**Data in this exercise**
************
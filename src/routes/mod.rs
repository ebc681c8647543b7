pub mod students;
pub mod subjects;
pub mod teachers;
pub mod users;

use actix_web::{HttpResponse, web};
use std::sync::Arc;

use crate::config::AppConfig;
use crate::services::{AuthService, StudentService, SubjectService, TeacherService, UserService};
use crate::storage::Storage;
use crate::utils::json_error_handler;

pub use students::configure_student_routes;
pub use subjects::configure_subject_routes;
pub use teachers::configure_teacher_routes;
pub use users::configure_user_routes;

/// 未匹配路由（或不支持的方法）统一返回 404
pub async fn not_found() -> HttpResponse {
    HttpResponse::NotFound().json(serde_json::json!({ "message": "Not found" }))
}

/// 注册服务实例与全部资源路由
pub fn configure_routes(cfg: &mut web::ServiceConfig, storage: Arc<dyn Storage>) {
    let config = AppConfig::get();

    cfg.app_data(
        web::JsonConfig::default()
            .limit(config.server.limits.max_payload_size)
            .error_handler(json_error_handler),
    )
    .app_data(web::Data::new(StudentService::new(storage.clone())))
    .app_data(web::Data::new(SubjectService::new(storage.clone())))
    .app_data(web::Data::new(TeacherService::new(storage.clone())))
    .app_data(web::Data::new(UserService::new(storage.clone())))
    .app_data(web::Data::new(AuthService::new(storage)))
    .configure(configure_student_routes)
    .configure(configure_subject_routes)
    .configure(configure_teacher_routes)
    .configure(configure_user_routes);
}

#[cfg(test)]
mod tests {
    use super::*;
    use crate::storage::sea_orm_storage::SeaOrmStorage;
    use actix_web::http::StatusCode;
    use actix_web::{App, test};
    use serde_json::{Value, json};

    async fn test_storage() -> Arc<dyn Storage> {
        Arc::new(SeaOrmStorage::in_memory().await)
    }

    macro_rules! init_app {
        ($storage:expr) => {
            test::init_service(
                App::new()
                    .configure(|cfg| configure_routes(cfg, $storage.clone()))
                    .default_service(web::to(not_found)),
            )
            .await
        };
    }

    #[actix_web::test]
    async fn test_student_lifecycle() {
        let storage = test_storage().await;
        let app = init_app!(storage);

        let req = test::TestRequest::post()
            .uri("/students")
            .set_json(json!({"FirstName": "Ann", "LastName": "Lee", "Age": 15, "Grade": "9"}))
            .to_request();
        let resp = test::call_service(&app, req).await;
        assert_eq!(resp.status(), StatusCode::CREATED);
        let body: Value = test::read_body_json(resp).await;
        let id = body["data"]["student"]["ID"].as_i64().unwrap();
        assert!(id > 0);

        let req = test::TestRequest::get()
            .uri(&format!("/students/{id}"))
            .to_request();
        let resp = test::call_service(&app, req).await;
        assert_eq!(resp.status(), StatusCode::OK);
        let body: Value = test::read_body_json(resp).await;
        let student = &body["data"]["student"];
        assert_eq!(student["FirstName"], "Ann");
        assert_eq!(student["LastName"], "Lee");
        assert_eq!(student["Age"], 15);
        assert_eq!(student["Grade"], "9");
        assert!(student["DeletedAt"].is_null());

        let req = test::TestRequest::put()
            .uri(&format!("/students/{id}"))
            .set_json(json!({"Grade": "10"}))
            .to_request();
        let resp = test::call_service(&app, req).await;
        assert_eq!(resp.status(), StatusCode::OK);
        let body: Value = test::read_body_json(resp).await;
        assert_eq!(body["data"]["student"]["Grade"], "10");
        assert_eq!(body["data"]["student"]["FirstName"], "Ann");

        let req = test::TestRequest::delete()
            .uri(&format!("/students/{id}"))
            .to_request();
        let resp = test::call_service(&app, req).await;
        assert_eq!(resp.status(), StatusCode::OK);

        let req = test::TestRequest::get()
            .uri(&format!("/students/{id}"))
            .to_request();
        let resp = test::call_service(&app, req).await;
        assert_eq!(resp.status(), StatusCode::NOT_FOUND);

        let req = test::TestRequest::put()
            .uri(&format!("/students/{id}"))
            .set_json(json!({"Grade": "11"}))
            .to_request();
        let resp = test::call_service(&app, req).await;
        assert_eq!(resp.status(), StatusCode::NOT_FOUND);

        let req = test::TestRequest::delete()
            .uri(&format!("/students/{id}"))
            .to_request();
        let resp = test::call_service(&app, req).await;
        assert_eq!(resp.status(), StatusCode::NOT_FOUND);

        let req = test::TestRequest::get().uri("/students").to_request();
        let body: Value = test::call_and_read_body_json(&app, req).await;
        assert_eq!(body["data"]["items"].as_array().unwrap().len(), 0);
    }

    #[actix_web::test]
    async fn test_unmatched_routes_return_not_found() {
        let storage = test_storage().await;
        let app = init_app!(storage);

        for req in [
            test::TestRequest::get().uri("/nope").to_request(),
            test::TestRequest::post().uri("/courses/1").to_request(),
            // 已存在的路径但方法不支持
            test::TestRequest::patch().uri("/students").to_request(),
            test::TestRequest::get().uri("/users/login").to_request(),
        ] {
            let resp = test::call_service(&app, req).await;
            assert_eq!(resp.status(), StatusCode::NOT_FOUND);
            let body: Value = test::read_body_json(resp).await;
            assert_eq!(body, json!({"message": "Not found"}));
        }
    }

    #[actix_web::test]
    async fn test_invalid_input_is_bad_request() {
        let storage = test_storage().await;
        let app = init_app!(storage);

        let req = test::TestRequest::get().uri("/teachers/abc").to_request();
        let resp = test::call_service(&app, req).await;
        assert_eq!(resp.status(), StatusCode::BAD_REQUEST);

        // 缺少必填字段
        let req = test::TestRequest::post()
            .uri("/subjects")
            .set_json(json!({"Description": "no name"}))
            .to_request();
        let resp = test::call_service(&app, req).await;
        assert_eq!(resp.status(), StatusCode::BAD_REQUEST);
        let body: Value = test::read_body_json(resp).await;
        assert_eq!(body["code"], 1001);

        let req = test::TestRequest::post()
            .uri("/students")
            .set_json(json!({"FirstName": " ", "LastName": "Lee", "Age": 15, "Grade": "9"}))
            .to_request();
        let resp = test::call_service(&app, req).await;
        assert_eq!(resp.status(), StatusCode::BAD_REQUEST);

        let req = test::TestRequest::post()
            .uri("/teachers")
            .set_json(json!({"FirstName": "Tom", "LastName": "Kim", "Age": -1, "Department": "Math"}))
            .to_request();
        let resp = test::call_service(&app, req).await;
        assert_eq!(resp.status(), StatusCode::BAD_REQUEST);
    }

    #[actix_web::test]
    async fn test_update_missing_record_is_not_found() {
        let storage = test_storage().await;
        let app = init_app!(storage);

        let req = test::TestRequest::put()
            .uri("/subjects/42")
            .set_json(json!({"Name": "Physics"}))
            .to_request();
        let resp = test::call_service(&app, req).await;
        assert_eq!(resp.status(), StatusCode::NOT_FOUND);

        let req = test::TestRequest::delete()
            .uri("/users/ghost@example.com")
            .to_request();
        let resp = test::call_service(&app, req).await;
        assert_eq!(resp.status(), StatusCode::NOT_FOUND);
    }

    #[actix_web::test]
    async fn test_user_registration_and_login() {
        let storage = test_storage().await;
        let app = init_app!(storage);

        let payload = json!({
            "Email": "Ann@Example.com",
            "Password": "SecurePass123",
            "Name": "Ann",
            "Role": "teacher"
        });

        let req = test::TestRequest::post()
            .uri("/users")
            .set_json(&payload)
            .to_request();
        let resp = test::call_service(&app, req).await;
        assert_eq!(resp.status(), StatusCode::CREATED);
        let body: Value = test::read_body_json(resp).await;
        assert_eq!(body["data"]["user"]["Email"], "ann@example.com");
        assert!(body["data"]["user"].get("PasswordHash").is_none());

        // 重复邮箱
        let req = test::TestRequest::post()
            .uri("/users")
            .set_json(&payload)
            .to_request();
        let resp = test::call_service(&app, req).await;
        assert_eq!(resp.status(), StatusCode::CONFLICT);

        let req = test::TestRequest::get().uri("/users").to_request();
        let body: Value = test::call_and_read_body_json(&app, req).await;
        assert_eq!(body["data"]["items"].as_array().unwrap().len(), 1);

        let req = test::TestRequest::post()
            .uri("/users/login")
            .set_json(json!({"Email": "ann@example.com", "Password": "SecurePass123"}))
            .to_request();
        let resp = test::call_service(&app, req).await;
        assert_eq!(resp.status(), StatusCode::OK);
        let body: Value = test::read_body_json(resp).await;
        assert!(!body["data"]["access_token"].as_str().unwrap().is_empty());
        assert!(body["data"]["user"]["LastLogin"].is_string());

        for (email, password) in [
            ("ann@example.com", "WrongPass123"),
            ("nobody@example.com", "SecurePass123"),
        ] {
            let req = test::TestRequest::post()
                .uri("/users/login")
                .set_json(json!({"Email": email, "Password": password}))
                .to_request();
            let resp = test::call_service(&app, req).await;
            assert_eq!(resp.status(), StatusCode::UNAUTHORIZED);
            let body: Value = test::read_body_json(resp).await;
            assert_eq!(body["message"], "Email or password is incorrect");
        }
    }

    #[actix_web::test]
    async fn test_user_update_and_delete_by_email() {
        let storage = test_storage().await;
        let app = init_app!(storage);

        for email in ["ann@example.com", "bob@example.com"] {
            let req = test::TestRequest::post()
                .uri("/users")
                .set_json(json!({"Email": email, "Password": "SecurePass123"}))
                .to_request();
            let resp = test::call_service(&app, req).await;
            assert_eq!(resp.status(), StatusCode::CREATED);
        }

        let req = test::TestRequest::post()
            .uri("/users")
            .set_json(json!({"Email": "weak@example.com", "Password": "short"}))
            .to_request();
        let resp = test::call_service(&app, req).await;
        assert_eq!(resp.status(), StatusCode::BAD_REQUEST);

        let req = test::TestRequest::put()
            .uri("/users/bob@example.com")
            .set_json(json!({"Email": "ann@example.com"}))
            .to_request();
        let resp = test::call_service(&app, req).await;
        assert_eq!(resp.status(), StatusCode::CONFLICT);

        let req = test::TestRequest::put()
            .uri("/users/bob@example.com")
            .set_json(json!({"Name": "Bob", "Role": "admin"}))
            .to_request();
        let resp = test::call_service(&app, req).await;
        assert_eq!(resp.status(), StatusCode::OK);
        let body: Value = test::read_body_json(resp).await;
        assert_eq!(body["data"]["user"]["Role"], "admin");

        let req = test::TestRequest::delete()
            .uri("/users/bob@example.com")
            .to_request();
        let resp = test::call_service(&app, req).await;
        assert_eq!(resp.status(), StatusCode::OK);

        let req = test::TestRequest::get()
            .uri("/users/bob@example.com")
            .to_request();
        let resp = test::call_service(&app, req).await;
        assert_eq!(resp.status(), StatusCode::NOT_FOUND);

        // 已删除的用户不能再登录
        let req = test::TestRequest::post()
            .uri("/users/login")
            .set_json(json!({"Email": "bob@example.com", "Password": "SecurePass123"}))
            .to_request();
        let resp = test::call_service(&app, req).await;
        assert_eq!(resp.status(), StatusCode::UNAUTHORIZED);

        let req = test::TestRequest::put()
            .uri("/users/bob@example.com")
            .set_json(json!({"Name": "Ghost"}))
            .to_request();
        let resp = test::call_service(&app, req).await;
        assert_eq!(resp.status(), StatusCode::NOT_FOUND);

        // 邮箱释放后可以重新注册
        let req = test::TestRequest::post()
            .uri("/users")
            .set_json(json!({"Email": "bob@example.com", "Password": "SecurePass123"}))
            .to_request();
        let resp = test::call_service(&app, req).await;
        assert_eq!(resp.status(), StatusCode::CREATED);
    }
}
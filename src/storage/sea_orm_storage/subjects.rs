use super::{SeaOrmStorage, SoftDelete, soft_delete, update_active};
use crate::entity::subjects::{ActiveModel, Column, Entity as Subjects, Model};
use crate::errors::{RegistryError, Result};
use crate::models::subjects::{
    entities::Subject,
    requests::{CreateSubjectRequest, UpdateSubjectRequest},
};
use sea_orm::{
    ActiveModelTrait, ColumnTrait, Condition, EntityTrait, QueryFilter, QueryOrder, Set,
    sea_query::Expr,
};

impl SeaOrmStorage {
    /// 列出未删除的科目
    pub async fn list_subjects_impl(&self) -> Result<Vec<Subject>> {
        let result = Subjects::find_active()
            .order_by_asc(Column::Id)
            .all(&self.db)
            .await
            .map_err(|e| RegistryError::database_operation(format!("查询科目列表失败: {e}")))?;

        Ok(result.into_iter().map(|m| m.into_subject()).collect())
    }

    /// 创建科目
    pub async fn create_subject_impl(&self, req: CreateSubjectRequest) -> Result<Subject> {
        let now = chrono::Utc::now().timestamp();

        let model = ActiveModel {
            name: Set(req.name),
            description: Set(req.description),
            created_at: Set(now),
            updated_at: Set(now),
            deleted_at: Set(None),
            ..Default::default()
        };

        let result = model
            .insert(&self.db)
            .await
            .map_err(|e| RegistryError::database_operation(format!("创建科目失败: {e}")))?;

        Ok(result.into_subject())
    }

    async fn find_active_subject(&self, id: i64) -> Result<Option<Model>> {
        Subjects::find_active()
            .filter(Column::Id.eq(id))
            .one(&self.db)
            .await
            .map_err(|e| RegistryError::database_operation(format!("查询科目失败: {e}")))
    }

    /// 通过 ID 获取科目
    pub async fn get_subject_by_id_impl(&self, id: i64) -> Result<Option<Subject>> {
        Ok(self.find_active_subject(id).await?.map(|m| m.into_subject()))
    }

    /// 更新科目
    pub async fn update_subject_impl(
        &self,
        id: i64,
        update: UpdateSubjectRequest,
    ) -> Result<Option<Subject>> {
        let mut query = Subjects::update_many();

        if let Some(name) = update.name {
            query = query.col_expr(Column::Name, Expr::value(name));
        }

        // 空字符串表示清空描述
        if let Some(description) = update.description {
            let description = Some(description).filter(|d| !d.is_empty());
            query = query.col_expr(Column::Description, Expr::value(description));
        }

        let updated = update_active::<Subjects, _>(
            &self.db,
            query,
            Condition::all().add(Column::Id.eq(id)),
        )
        .await
        .map_err(|e| RegistryError::database_operation(format!("更新科目失败: {e}")))?;

        if !updated {
            return Ok(None);
        }

        self.get_subject_by_id_impl(id).await
    }

    /// 软删除科目
    pub async fn delete_subject_impl(&self, id: i64) -> Result<bool> {
        soft_delete::<Subjects, _>(&self.db, Condition::all().add(Column::Id.eq(id)))
            .await
            .map_err(|e| RegistryError::database_operation(format!("删除科目失败: {e}")))
    }
}

#[cfg(test)]
mod tests {
    use super::*;

    #[tokio::test]
    async fn test_subject_without_description() {
        let storage = SeaOrmStorage::in_memory().await;

        let created = storage
            .create_subject_impl(CreateSubjectRequest {
                name: "Chemistry".to_string(),
                description: None,
            })
            .await
            .unwrap();
        assert!(created.description.is_none());

        let updated = storage
            .update_subject_impl(
                created.meta.id,
                UpdateSubjectRequest {
                    description: Some("Organic and inorganic".to_string()),
                    ..Default::default()
                },
            )
            .await
            .unwrap()
            .unwrap();
        assert_eq!(updated.name, "Chemistry");
        assert_eq!(updated.description.as_deref(), Some("Organic and inorganic"));
    }

    #[tokio::test]
    async fn test_deleted_subject_is_gone() {
        let storage = SeaOrmStorage::in_memory().await;
        let created = storage
            .create_subject_impl(CreateSubjectRequest {
                name: "History".to_string(),
                description: Some("World history".to_string()),
            })
            .await
            .unwrap();

        assert!(storage.delete_subject_impl(created.meta.id).await.unwrap());
        assert!(storage.list_subjects_impl().await.unwrap().is_empty());
        assert!(
            storage
                .get_subject_by_id_impl(created.meta.id)
                .await
                .unwrap()
                .is_none()
        );
        assert!(!storage.delete_subject_impl(created.meta.id).await.unwrap());
    }
}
************
**Prompt**
Report the count, and only the count, of lines in the records above that contain "UserService".

**Solution for this task**
2